__PROBLEM STATEMENT__. If a line in the data has the string "descriptions", please show it.

(RECORDED INFORMATION)

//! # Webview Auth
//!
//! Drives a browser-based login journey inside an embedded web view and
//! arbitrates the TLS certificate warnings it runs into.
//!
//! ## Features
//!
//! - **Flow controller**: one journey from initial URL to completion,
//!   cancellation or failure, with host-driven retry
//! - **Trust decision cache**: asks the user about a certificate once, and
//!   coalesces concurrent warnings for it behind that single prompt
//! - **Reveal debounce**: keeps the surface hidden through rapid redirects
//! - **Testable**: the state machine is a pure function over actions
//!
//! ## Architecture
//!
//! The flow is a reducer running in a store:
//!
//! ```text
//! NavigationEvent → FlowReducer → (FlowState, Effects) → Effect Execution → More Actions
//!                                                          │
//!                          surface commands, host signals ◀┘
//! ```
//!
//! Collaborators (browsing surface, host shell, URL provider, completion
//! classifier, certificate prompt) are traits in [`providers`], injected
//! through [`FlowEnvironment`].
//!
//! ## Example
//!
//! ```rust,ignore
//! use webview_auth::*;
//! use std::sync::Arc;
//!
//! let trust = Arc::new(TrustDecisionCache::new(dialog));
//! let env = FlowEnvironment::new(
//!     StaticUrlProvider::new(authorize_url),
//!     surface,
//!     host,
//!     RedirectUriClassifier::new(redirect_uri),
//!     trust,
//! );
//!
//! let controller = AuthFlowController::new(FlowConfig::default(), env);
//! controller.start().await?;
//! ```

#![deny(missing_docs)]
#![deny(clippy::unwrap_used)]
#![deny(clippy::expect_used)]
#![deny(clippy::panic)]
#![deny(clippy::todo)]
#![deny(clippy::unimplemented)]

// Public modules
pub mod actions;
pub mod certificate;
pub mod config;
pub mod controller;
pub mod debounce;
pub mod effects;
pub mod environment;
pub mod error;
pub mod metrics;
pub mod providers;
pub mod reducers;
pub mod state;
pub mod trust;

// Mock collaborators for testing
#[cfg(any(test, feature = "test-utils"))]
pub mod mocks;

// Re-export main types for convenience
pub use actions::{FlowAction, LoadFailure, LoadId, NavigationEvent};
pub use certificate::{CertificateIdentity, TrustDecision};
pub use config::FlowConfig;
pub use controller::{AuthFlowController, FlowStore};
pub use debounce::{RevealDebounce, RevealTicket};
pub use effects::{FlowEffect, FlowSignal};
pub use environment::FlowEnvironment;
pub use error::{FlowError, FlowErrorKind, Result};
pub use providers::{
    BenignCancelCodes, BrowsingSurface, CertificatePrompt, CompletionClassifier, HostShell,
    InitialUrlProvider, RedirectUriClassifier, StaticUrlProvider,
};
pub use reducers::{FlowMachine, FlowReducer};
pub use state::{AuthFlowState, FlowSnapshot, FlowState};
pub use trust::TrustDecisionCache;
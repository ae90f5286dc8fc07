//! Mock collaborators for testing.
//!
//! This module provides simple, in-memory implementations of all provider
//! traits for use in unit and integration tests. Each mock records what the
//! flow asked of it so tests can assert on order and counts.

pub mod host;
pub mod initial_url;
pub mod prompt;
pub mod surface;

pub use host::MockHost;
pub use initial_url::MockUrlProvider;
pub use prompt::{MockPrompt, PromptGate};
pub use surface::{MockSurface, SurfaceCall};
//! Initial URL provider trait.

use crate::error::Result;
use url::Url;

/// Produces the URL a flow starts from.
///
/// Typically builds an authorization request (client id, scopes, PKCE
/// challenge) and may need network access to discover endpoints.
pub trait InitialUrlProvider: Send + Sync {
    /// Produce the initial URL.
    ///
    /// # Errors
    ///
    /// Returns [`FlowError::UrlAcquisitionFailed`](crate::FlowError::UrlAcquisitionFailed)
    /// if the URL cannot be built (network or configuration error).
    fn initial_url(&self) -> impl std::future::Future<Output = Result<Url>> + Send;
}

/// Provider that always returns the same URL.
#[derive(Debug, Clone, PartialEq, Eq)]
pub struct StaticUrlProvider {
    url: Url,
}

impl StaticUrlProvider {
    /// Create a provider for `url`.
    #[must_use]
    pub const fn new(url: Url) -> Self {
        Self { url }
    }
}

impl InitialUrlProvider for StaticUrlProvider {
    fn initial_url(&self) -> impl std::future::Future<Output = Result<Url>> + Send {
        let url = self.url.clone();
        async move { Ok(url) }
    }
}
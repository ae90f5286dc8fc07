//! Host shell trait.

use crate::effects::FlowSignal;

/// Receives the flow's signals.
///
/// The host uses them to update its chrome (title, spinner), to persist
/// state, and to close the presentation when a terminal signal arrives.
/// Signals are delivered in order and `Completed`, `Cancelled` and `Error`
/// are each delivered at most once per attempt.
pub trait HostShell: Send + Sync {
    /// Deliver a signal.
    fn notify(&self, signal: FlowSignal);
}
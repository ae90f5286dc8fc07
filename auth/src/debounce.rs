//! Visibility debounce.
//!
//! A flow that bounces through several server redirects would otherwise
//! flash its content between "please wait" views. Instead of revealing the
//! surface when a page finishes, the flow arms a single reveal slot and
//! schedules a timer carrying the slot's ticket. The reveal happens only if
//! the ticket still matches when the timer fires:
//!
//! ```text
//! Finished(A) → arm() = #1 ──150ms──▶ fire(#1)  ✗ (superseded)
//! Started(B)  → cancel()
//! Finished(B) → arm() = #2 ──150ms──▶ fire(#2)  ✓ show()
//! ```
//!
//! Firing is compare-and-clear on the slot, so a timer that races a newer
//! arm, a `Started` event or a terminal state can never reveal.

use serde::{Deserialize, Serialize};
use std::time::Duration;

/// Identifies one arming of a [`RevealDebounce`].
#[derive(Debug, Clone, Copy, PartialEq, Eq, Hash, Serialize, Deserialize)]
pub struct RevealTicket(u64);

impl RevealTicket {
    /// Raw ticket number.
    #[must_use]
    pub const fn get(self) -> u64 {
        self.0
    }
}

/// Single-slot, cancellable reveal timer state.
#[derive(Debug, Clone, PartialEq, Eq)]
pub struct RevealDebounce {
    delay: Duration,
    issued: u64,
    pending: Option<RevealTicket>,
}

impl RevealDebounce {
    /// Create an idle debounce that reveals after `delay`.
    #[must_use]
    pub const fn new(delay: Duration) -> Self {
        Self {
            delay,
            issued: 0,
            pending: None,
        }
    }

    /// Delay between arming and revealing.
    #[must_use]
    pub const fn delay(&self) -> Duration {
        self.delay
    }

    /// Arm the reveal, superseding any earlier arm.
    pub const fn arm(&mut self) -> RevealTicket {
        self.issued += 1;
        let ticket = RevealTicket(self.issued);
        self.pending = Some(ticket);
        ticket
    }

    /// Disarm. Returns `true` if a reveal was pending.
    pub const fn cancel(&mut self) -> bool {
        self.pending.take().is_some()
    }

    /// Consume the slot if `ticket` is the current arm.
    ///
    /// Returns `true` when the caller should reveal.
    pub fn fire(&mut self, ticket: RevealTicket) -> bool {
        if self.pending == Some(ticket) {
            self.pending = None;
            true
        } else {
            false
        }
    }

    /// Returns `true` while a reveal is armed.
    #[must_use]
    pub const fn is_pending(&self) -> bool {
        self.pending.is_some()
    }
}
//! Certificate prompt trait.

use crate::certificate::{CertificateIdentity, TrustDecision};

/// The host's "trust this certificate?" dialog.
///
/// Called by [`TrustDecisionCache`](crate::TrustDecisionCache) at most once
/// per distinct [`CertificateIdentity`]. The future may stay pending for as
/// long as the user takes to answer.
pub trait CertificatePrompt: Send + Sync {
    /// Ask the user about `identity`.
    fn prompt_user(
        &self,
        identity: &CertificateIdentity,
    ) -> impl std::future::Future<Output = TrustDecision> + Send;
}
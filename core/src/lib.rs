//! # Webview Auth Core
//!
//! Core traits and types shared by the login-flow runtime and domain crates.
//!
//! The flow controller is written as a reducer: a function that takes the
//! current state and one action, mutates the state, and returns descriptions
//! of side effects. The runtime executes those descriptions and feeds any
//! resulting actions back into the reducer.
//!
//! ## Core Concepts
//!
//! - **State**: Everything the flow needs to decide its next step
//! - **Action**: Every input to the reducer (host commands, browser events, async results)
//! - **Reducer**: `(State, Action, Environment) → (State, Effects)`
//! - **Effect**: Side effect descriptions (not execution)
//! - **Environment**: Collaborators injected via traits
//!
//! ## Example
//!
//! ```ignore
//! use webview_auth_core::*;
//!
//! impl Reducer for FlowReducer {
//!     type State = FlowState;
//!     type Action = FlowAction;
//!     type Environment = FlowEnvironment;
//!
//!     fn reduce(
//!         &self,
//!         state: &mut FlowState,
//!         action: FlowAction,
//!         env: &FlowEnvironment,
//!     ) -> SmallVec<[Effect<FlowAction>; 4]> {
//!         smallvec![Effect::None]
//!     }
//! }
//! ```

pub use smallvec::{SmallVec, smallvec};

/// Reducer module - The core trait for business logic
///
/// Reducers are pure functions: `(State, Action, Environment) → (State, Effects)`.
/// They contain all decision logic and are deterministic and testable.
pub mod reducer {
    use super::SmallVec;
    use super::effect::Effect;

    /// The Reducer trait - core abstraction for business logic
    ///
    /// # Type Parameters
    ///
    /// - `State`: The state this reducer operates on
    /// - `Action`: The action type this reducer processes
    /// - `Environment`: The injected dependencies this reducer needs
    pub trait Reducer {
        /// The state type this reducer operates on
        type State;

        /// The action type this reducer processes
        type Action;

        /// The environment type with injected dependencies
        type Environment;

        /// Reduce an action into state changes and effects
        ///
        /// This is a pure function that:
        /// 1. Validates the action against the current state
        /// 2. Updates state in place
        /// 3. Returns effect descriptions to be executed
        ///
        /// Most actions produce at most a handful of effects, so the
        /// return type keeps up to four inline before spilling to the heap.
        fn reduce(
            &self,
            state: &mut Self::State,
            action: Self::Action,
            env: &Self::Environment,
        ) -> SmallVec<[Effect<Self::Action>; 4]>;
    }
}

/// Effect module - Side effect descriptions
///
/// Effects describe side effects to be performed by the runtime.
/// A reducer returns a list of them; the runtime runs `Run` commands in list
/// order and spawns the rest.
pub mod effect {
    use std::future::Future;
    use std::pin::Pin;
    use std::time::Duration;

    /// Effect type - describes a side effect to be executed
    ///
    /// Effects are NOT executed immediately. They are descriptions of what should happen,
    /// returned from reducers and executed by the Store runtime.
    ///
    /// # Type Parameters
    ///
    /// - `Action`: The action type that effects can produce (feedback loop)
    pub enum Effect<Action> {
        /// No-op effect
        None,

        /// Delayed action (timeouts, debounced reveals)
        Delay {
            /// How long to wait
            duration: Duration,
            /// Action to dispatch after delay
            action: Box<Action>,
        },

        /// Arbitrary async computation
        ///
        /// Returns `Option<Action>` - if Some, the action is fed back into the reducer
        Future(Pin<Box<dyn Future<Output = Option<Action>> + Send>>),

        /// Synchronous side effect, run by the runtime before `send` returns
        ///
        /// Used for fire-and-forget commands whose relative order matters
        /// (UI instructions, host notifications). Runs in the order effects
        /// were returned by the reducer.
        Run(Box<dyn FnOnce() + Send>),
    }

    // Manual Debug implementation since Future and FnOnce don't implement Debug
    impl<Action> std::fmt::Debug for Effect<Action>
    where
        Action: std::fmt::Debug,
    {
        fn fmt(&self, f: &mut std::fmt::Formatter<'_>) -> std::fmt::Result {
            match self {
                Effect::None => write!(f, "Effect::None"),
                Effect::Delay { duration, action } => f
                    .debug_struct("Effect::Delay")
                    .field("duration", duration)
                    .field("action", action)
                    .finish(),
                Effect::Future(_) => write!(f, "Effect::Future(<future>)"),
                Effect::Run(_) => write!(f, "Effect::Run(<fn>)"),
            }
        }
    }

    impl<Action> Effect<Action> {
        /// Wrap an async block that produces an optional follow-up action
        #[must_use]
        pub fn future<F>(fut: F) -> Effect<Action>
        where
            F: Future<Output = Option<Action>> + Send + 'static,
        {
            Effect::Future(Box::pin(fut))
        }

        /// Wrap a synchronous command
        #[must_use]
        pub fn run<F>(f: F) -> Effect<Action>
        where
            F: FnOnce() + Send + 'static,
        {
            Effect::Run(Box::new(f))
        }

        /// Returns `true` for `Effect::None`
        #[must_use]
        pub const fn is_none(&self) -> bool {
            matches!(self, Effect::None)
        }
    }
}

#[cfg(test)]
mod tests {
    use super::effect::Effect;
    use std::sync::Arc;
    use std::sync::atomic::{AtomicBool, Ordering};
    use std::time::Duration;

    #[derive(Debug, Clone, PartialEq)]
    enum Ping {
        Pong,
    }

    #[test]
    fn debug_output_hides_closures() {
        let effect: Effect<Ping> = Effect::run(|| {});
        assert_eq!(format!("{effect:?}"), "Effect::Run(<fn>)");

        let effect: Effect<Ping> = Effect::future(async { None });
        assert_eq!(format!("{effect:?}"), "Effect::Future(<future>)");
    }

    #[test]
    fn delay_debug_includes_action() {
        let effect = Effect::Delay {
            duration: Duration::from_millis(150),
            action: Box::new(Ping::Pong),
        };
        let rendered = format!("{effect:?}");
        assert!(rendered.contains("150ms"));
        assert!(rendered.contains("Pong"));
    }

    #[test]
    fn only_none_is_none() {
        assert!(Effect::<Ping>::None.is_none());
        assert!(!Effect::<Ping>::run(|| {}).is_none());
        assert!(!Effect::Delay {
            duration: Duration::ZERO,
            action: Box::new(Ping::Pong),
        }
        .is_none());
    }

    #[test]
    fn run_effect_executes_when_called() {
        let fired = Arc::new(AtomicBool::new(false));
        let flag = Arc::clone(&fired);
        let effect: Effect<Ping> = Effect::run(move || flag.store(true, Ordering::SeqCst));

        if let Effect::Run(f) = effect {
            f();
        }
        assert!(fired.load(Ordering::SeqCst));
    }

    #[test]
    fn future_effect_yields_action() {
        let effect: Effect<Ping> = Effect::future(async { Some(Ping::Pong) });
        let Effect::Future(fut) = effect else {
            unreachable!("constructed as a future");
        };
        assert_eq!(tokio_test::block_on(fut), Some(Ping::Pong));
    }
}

(End RECORDED INFORMATION)

__SOLUTION FOR THIS TASK__.
//! current state and one action, mutates the state, and returns descriptions
//! of side effects. The runtime executes those descriptions and feeds any
//! - **Effect**: Side effect descriptions (not execution)
        /// 3. Returns effect descriptions to be executed
/// Effect module - Side effect descriptions
    /// Effects are NOT executed immediately. They are descriptions of what should happen,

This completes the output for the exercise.